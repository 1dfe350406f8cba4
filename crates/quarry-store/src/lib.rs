//! Document stores, vector ranking and retrieval for Quarry.
//!
//! This crate holds the retrieval core: embedding vectors with a null
//! sentinel, the three query shapes, distance-based top-K ranking, the
//! capability-negotiating [`Store`] contract with in-memory and cache
//! implementations, and the [`Retriever`] that picks a query shape for a
//! store. The ingestion side (loaders, transformers, indexer) feeds the
//! same stores.
//!
//! # Architecture
//!
//! ```text
//! ┌─────────────────────────────────────────────────────────────┐
//! │                      quarry-store                           │
//! ├─────────────────────────────────────────────────────────────┤
//! │  Vector / VectorDocument / Metadata / Filter                │
//! │  Query: VectorQuery | TextQuery | HybridQuery               │
//! ├─────────────────────────────────────────────────────────────┤
//! │  DistanceCalculator (top-K, higher score first)             │
//! │  merge_hybrid (vector-first, dedup by id)                   │
//! ├─────────────────────────────────────────────────────────────┤
//! │  Store trait / ManagedStore trait                           │
//! │  ├── InMemoryStore                                          │
//! │  └── CacheStore (JSON snapshot)                             │
//! ├─────────────────────────────────────────────────────────────┤
//! │  Vectorizer trait ── MockVectorizer                         │
//! │  Retriever (text → best supported query shape)              │
//! ├─────────────────────────────────────────────────────────────┤
//! │  Loader → Transformer* → Indexer → Store                    │
//! └─────────────────────────────────────────────────────────────┘
//! ```
//!
//! # Example
//!
//! ```rust,ignore
//! use quarry_store::{
//!     InMemoryStore, Indexer, MockVectorizer, QueryOptions, Retriever, TextDocument,
//! };
//! use std::sync::Arc;
//!
//! let vectorizer = Arc::new(MockVectorizer::new(384));
//! let mut store = InMemoryStore::new();
//!
//! Indexer::new(vectorizer.clone())
//!     .index(vec![TextDocument::new("intro", "Ownership in Rust")?], &mut store)
//!     .await?;
//!
//! let retriever = Retriever::new(Arc::new(store)).with_vectorizer(vectorizer);
//! let results = retriever
//!     .retrieve("ownership", &QueryOptions::new().with_max_items(5))
//!     .await?;
//! for document in results {
//!     println!("{}: {:?}", document.id, document.score);
//! }
//! ```

// Data model
pub mod document;
pub mod filter;
pub mod query;
pub mod types;
pub mod vector;

// Ranking and stores
pub mod distance;
pub mod hybrid;
pub mod store;

// Retrieval
pub mod retriever;
pub mod vectorizer;

// Ingestion
pub mod indexer;
pub mod loader;
pub mod transform;

// Re-exports: data model
pub use document::{Metadata, TextDocument, VectorDocument};
pub use filter::Filter;
pub use query::{DEFAULT_SEMANTIC_RATIO, HybridQuery, Query, QueryKind, TextQuery, VectorQuery};
pub use types::StoreConfig;
pub use vector::Vector;

// Re-exports: ranking and stores
pub use distance::{DistanceCalculator, DistanceStrategy};
pub use hybrid::merge_hybrid;
pub use store::{
    CacheSnapshot, CacheStore, DocumentIter, DocumentPredicate, InMemoryStore, ManagedStore,
    QueryOptions, RemoveOptions, Store,
};

// Re-exports: retrieval
pub use retriever::Retriever;
pub use vectorizer::{MockVectorizer, Vectorizer};

// Re-exports: ingestion
pub use indexer::{IndexStats, Indexer};
pub use loader::{InMemoryLoader, Loader, TextFileLoader};
pub use transform::{TextSplitTransformer, TextTrimTransformer, Transformer};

══════════

▸ Task statement
Would you print each line of the listing again, unaltered?

▸ Reply
repository 1dfe350406f8cba4
filename crates/quarry-store/src/lib.rs
//! Document stores, vector ranking and retrieval for Quarry.
//!
//! This crate holds the retrieval core: embedding vectors with a null
//! sentinel, the three query shapes, distance-based top-K ranking, the
//! capability-negotiating [`Store`] contract with in-memory and cache
//! implementations, and the [`Retriever`] that picks a query shape for a
//! store. The ingestion side (loaders, transformers, indexer) feeds the
//! same stores.
//!
//! # Architecture
//!
//! ```text
//! ┌─────────────────────────────────────────────────────────────┐
//! │                      quarry-store                           │
//! ├─────────────────────────────────────────────────────────────┤
//! │  Vector / VectorDocument / Metadata / Filter                │
//! │  Query: VectorQuery | TextQuery | HybridQuery               │
//! ├─────────────────────────────────────────────────────────────┤
//! │  DistanceCalculator (top-K, higher score first)             │
//! │  merge_hybrid (vector-first, dedup by id)                   │
//! ├─────────────────────────────────────────────────────────────┤
//! │  Store trait / ManagedStore trait                           │
//! │  ├── InMemoryStore                                          │
//! │  └── CacheStore (JSON snapshot)                             │
//! ├─────────────────────────────────────────────────────────────┤
//! │  Vectorizer trait ── MockVectorizer                         │
//! │  Retriever (text → best supported query shape)              │
//! ├─────────────────────────────────────────────────────────────┤
//! │  Loader → Transformer* → Indexer → Store                    │
//! └─────────────────────────────────────────────────────────────┘
//! ```
//!
//! # Example
//!
//! ```rust,ignore
//! use quarry_store::{
//!     InMemoryStore, Indexer, MockVectorizer, QueryOptions, Retriever, TextDocument,
//! };
//! use std::sync::Arc;
//!
//! let vectorizer = Arc::new(MockVectorizer::new(384));
//! let mut store = InMemoryStore::new();
//!
//! Indexer::new(vectorizer.clone())
//!     .index(vec![TextDocument::new("intro", "Ownership in Rust")?], &mut store)
//!     .await?;
//!
//! let retriever = Retriever::new(Arc::new(store)).with_vectorizer(vectorizer);
//! let results = retriever
//!     .retrieve("ownership", &QueryOptions::new().with_max_items(5))
//!     .await?;
//! for document in results {
//!     println!("{}: {:?}", document.id, document.score);
//! }
//! ```

// Data model
pub mod document;
pub mod filter;
pub mod query;
pub mod types;
pub mod vector;

// Ranking and stores
pub mod distance;
pub mod hybrid;
pub mod store;

// Retrieval
pub mod retriever;
pub mod vectorizer;

// Ingestion
pub mod indexer;
pub mod loader;
pub mod transform;

// Re-exports: data model
pub use document::{Metadata, TextDocument, VectorDocument};
pub use filter::Filter;
pub use query::{DEFAULT_SEMANTIC_RATIO, HybridQuery, Query, QueryKind, TextQuery, VectorQuery};
pub use types::StoreConfig;
pub use vector::Vector;

// Re-exports: ranking and stores
pub use distance::{DistanceCalculator, DistanceStrategy};
pub use hybrid::merge_hybrid;
pub use store::{
    CacheSnapshot, CacheStore, DocumentIter, DocumentPredicate, InMemoryStore, ManagedStore,
    QueryOptions, RemoveOptions, Store,
};

// Re-exports: retrieval
pub use retriever::Retriever;
pub use vectorizer::{MockVectorizer, Vectorizer};

// Re-exports: ingestion
pub use indexer::{IndexStats, Indexer};
pub use loader::{InMemoryLoader, Loader, TextFileLoader};
pub use transform::{TextSplitTransformer, TextTrimTransformer, Transformer};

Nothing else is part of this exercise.